Villa modesta is a species of fly in the family Bombyliidae. The larvae may feed on larvae of Lepidoptera.

==Distribution==
Villa modesta can be found in June to September in coastal dune areas throughout mainland Europe, in Britain and to the north in Norway.

==Description==
Villa modesta is a fairly large fly, the body length is 10–14 mm. The body is brown. The female has pale bands on tergites 2,3 and 4. The male does not have bands but has tufts of hair at the end of the abdomen and at the base of the wings. The wings are transparent with a narrow brown front margin.Seguy (1927) provides a key to most European Bombyliidae

==Behaviour==
Like many other bombyliids, the eggs are flicked by the adult females toward dark holes. The females may be found hovering near a dark hole in the sand shooting eggs. An animation, 6 times retarded, is given here.
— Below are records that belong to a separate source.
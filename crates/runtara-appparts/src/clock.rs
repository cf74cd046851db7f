// Copyright (C) 2025 SyncMyOrders Sp. z o.o.
// SPDX-License-Identifier: AGPL-3.0-or-later
//! Wall-clock source for job schedules.

use chrono::{DateTime, Utc};

/// Time source.
pub trait Clock: Send + Sync {
    /// Current time.
    fn now(&self) -> DateTime<Utc>;
}

/// System wall clock.
#[derive(Debug, Clone, Copy, Default)]
pub struct SystemClock;

impl Clock for SystemClock {
    fn now(&self) -> DateTime<Utc> {
        Utc::now()
    }
}
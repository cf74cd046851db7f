// Copyright (C) 2025 SyncMyOrders Sp. z o.o.
// SPDX-License-Identifier: AGPL-3.0-or-later
//! Extension engines and the engine sets stored in partition pools.
//!
//! Engines are PURE execution backends: they run one extension against the
//! state they are given and append side-effect intents. They know nothing
//! about partitions, pools or borrowing.

pub mod mock;

use std::collections::HashMap;
use std::fmt;
use std::sync::Arc;

use async_trait::async_trait;
use serde::{Deserialize, Serialize};
use serde_json::Value;
use thiserror::Error;
use tokio_util::sync::CancellationToken;

use crate::appdef::{AppDef, EngineKind, ExtensionDef};
use crate::types::{AppQName, QName};

pub use mock::MockEngineFactory;

/// Errors from engine operations.
#[derive(Debug, Error)]
#[non_exhaustive]
pub enum EngineError {
    /// No factory is registered for an engine kind the application uses.
    #[error("No engine factory for engine kind '{0}'")]
    NoFactory(EngineKind),

    /// Factory could not build engines.
    #[error("Engine initialization failed: {0}")]
    Init(String),

    /// The engine does not implement the extension.
    #[error("Extension '{0}' is not implemented by the engine")]
    NotImplemented(QName),

    /// The extension ran and failed.
    #[error("Extension '{extension}' failed: {message}")]
    Failed {
        /// The failed extension.
        extension: QName,
        /// Failure message.
        message: String,
    },

    /// Invocation was cancelled.
    #[error("Invocation cancelled")]
    Cancelled,
}

/// A side effect requested by an extension, applied by the caller.
#[derive(Debug, Clone, PartialEq, Serialize, Deserialize)]
pub struct Intent {
    /// Intent kind, e.g. `insert`, `update`, `send_mail`.
    pub kind: String,
    /// Intent payload.
    pub payload: Value,
}

/// Intents produced by one invocation.
#[derive(Debug, Clone, Default, PartialEq, Serialize, Deserialize)]
pub struct Intents(Vec<Intent>);

impl Intents {
    /// Create an empty intents buffer.
    pub fn new() -> Self {
        Self::default()
    }

    /// Append an intent.
    pub fn push(&mut self, kind: impl Into<String>, payload: Value) {
        self.0.push(Intent {
            kind: kind.into(),
            payload,
        });
    }

    /// Number of intents.
    pub fn len(&self) -> usize {
        self.0.len()
    }

    /// True if no intent was produced.
    pub fn is_empty(&self) -> bool {
        self.0.is_empty()
    }

    /// Iterate over intents in production order.
    pub fn iter(&self) -> impl Iterator<Item = &Intent> {
        self.0.iter()
    }

    /// Consume into the underlying list.
    pub fn into_vec(self) -> Vec<Intent> {
        self.0
    }
}

/// One extension engine instance.
#[async_trait]
pub trait ExtensionEngine: Send + Sync {
    /// Invoke `extension` with `state`, appending produced side effects to `intents`.
    async fn invoke(
        &self,
        token: &CancellationToken,
        extension: &QName,
        state: &Value,
        intents: &mut Intents,
    ) -> Result<(), EngineError>;
}

/// Builds engine instances of one kind.
pub trait EngineFactory: Send + Sync {
    /// Engine kind this factory builds.
    fn kind(&self) -> EngineKind;

    /// Build `count` engines able to run `extensions` of `app`.
    fn new_engines(
        &self,
        app: &AppQName,
        extensions: &[&ExtensionDef],
        count: usize,
    ) -> Result<Vec<Box<dyn ExtensionEngine>>, EngineError>;
}

/// Engines borrowed together: one instance per engine kind.
#[derive(Default)]
pub struct EngineSet {
    engines: HashMap<EngineKind, Box<dyn ExtensionEngine>>,
}

impl EngineSet {
    /// Engine for `kind`, if the set has one.
    pub fn get(&self, kind: EngineKind) -> Option<&dyn ExtensionEngine> {
        self.engines.get(&kind).map(|e| e.as_ref())
    }

    /// Engine kinds present in the set.
    pub fn kinds(&self) -> Vec<EngineKind> {
        let mut kinds: Vec<_> = self.engines.keys().copied().collect();
        kinds.sort();
        kinds
    }

    fn insert(&mut self, kind: EngineKind, engine: Box<dyn ExtensionEngine>) {
        self.engines.insert(kind, engine);
    }
}

impl fmt::Debug for EngineSet {
    fn fmt(&self, f: &mut fmt::Formatter<'_>) -> fmt::Result {
        f.debug_struct("EngineSet")
            .field("kinds", &self.kinds())
            .finish()
    }
}

/// Engine factories by engine kind.
#[derive(Clone, Default)]
pub struct EngineFactories {
    factories: HashMap<EngineKind, Arc<dyn EngineFactory>>,
}

impl EngineFactories {
    /// Create an empty factory set.
    pub fn new() -> Self {
        Self::default()
    }

    /// Register a factory, replacing any previous one of the same kind.
    pub fn with(mut self, factory: Arc<dyn EngineFactory>) -> Self {
        self.factories.insert(factory.kind(), factory);
        self
    }

    /// Register a factory in place.
    pub fn register(&mut self, factory: Arc<dyn EngineFactory>) {
        self.factories.insert(factory.kind(), factory);
    }

    /// True if no factory is registered.
    pub fn is_empty(&self) -> bool {
        self.factories.is_empty()
    }

    /// Build `count` engine sets covering every engine kind `def` uses.
    pub fn build_sets(
        &self,
        app: &AppQName,
        def: &AppDef,
        count: usize,
    ) -> Result<Vec<EngineSet>, EngineError> {
        let mut sets: Vec<EngineSet> = (0..count).map(|_| EngineSet::default()).collect();
        if count == 0 {
            return Ok(sets);
        }

        for kind in def.engine_kinds() {
            let factory = self
                .factories
                .get(&kind)
                .ok_or(EngineError::NoFactory(kind))?;
            let extensions: Vec<&ExtensionDef> =
                def.extensions().filter(|e| e.engine == kind).collect();
            let engines = factory.new_engines(app, &extensions, count)?;
            if engines.len() != count {
                return Err(EngineError::Init(format!(
                    "{} factory built {} engines, {} requested",
                    kind,
                    engines.len(),
                    count
                )));
            }
            for (set, engine) in sets.iter_mut().zip(engines) {
                set.insert(kind, engine);
            }
        }

        Ok(sets)
    }
}

impl fmt::Debug for EngineFactories {
    fn fmt(&self, f: &mut fmt::Formatter<'_>) -> fmt::Result {
        let mut kinds: Vec<_> = self.factories.keys().copied().collect();
        kinds.sort();
        f.debug_struct("EngineFactories")
            .field("kinds", &kinds)
            .finish()
    }
}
Villa modesta shooting an egg into a hole

 Every now and then the females are rubbing the abdomen in the sand in a small circular movement. Sand is necessary to make the eggs less tacky. To this end the females do have a sand chamber. An animation is given here.

Villa modesta female filling the sand chamber

==Courtship==
The males have a choice between two strategies to gain access to a female. The males may search through the vegetation for females. When a female has been found the male will go into a hovering state near the female as given in this animation.

Villa modesta courtship. Female is present in the lower right.

 The males may also choose a sit and wait strategy, sitting in the sand and chasing after passing females.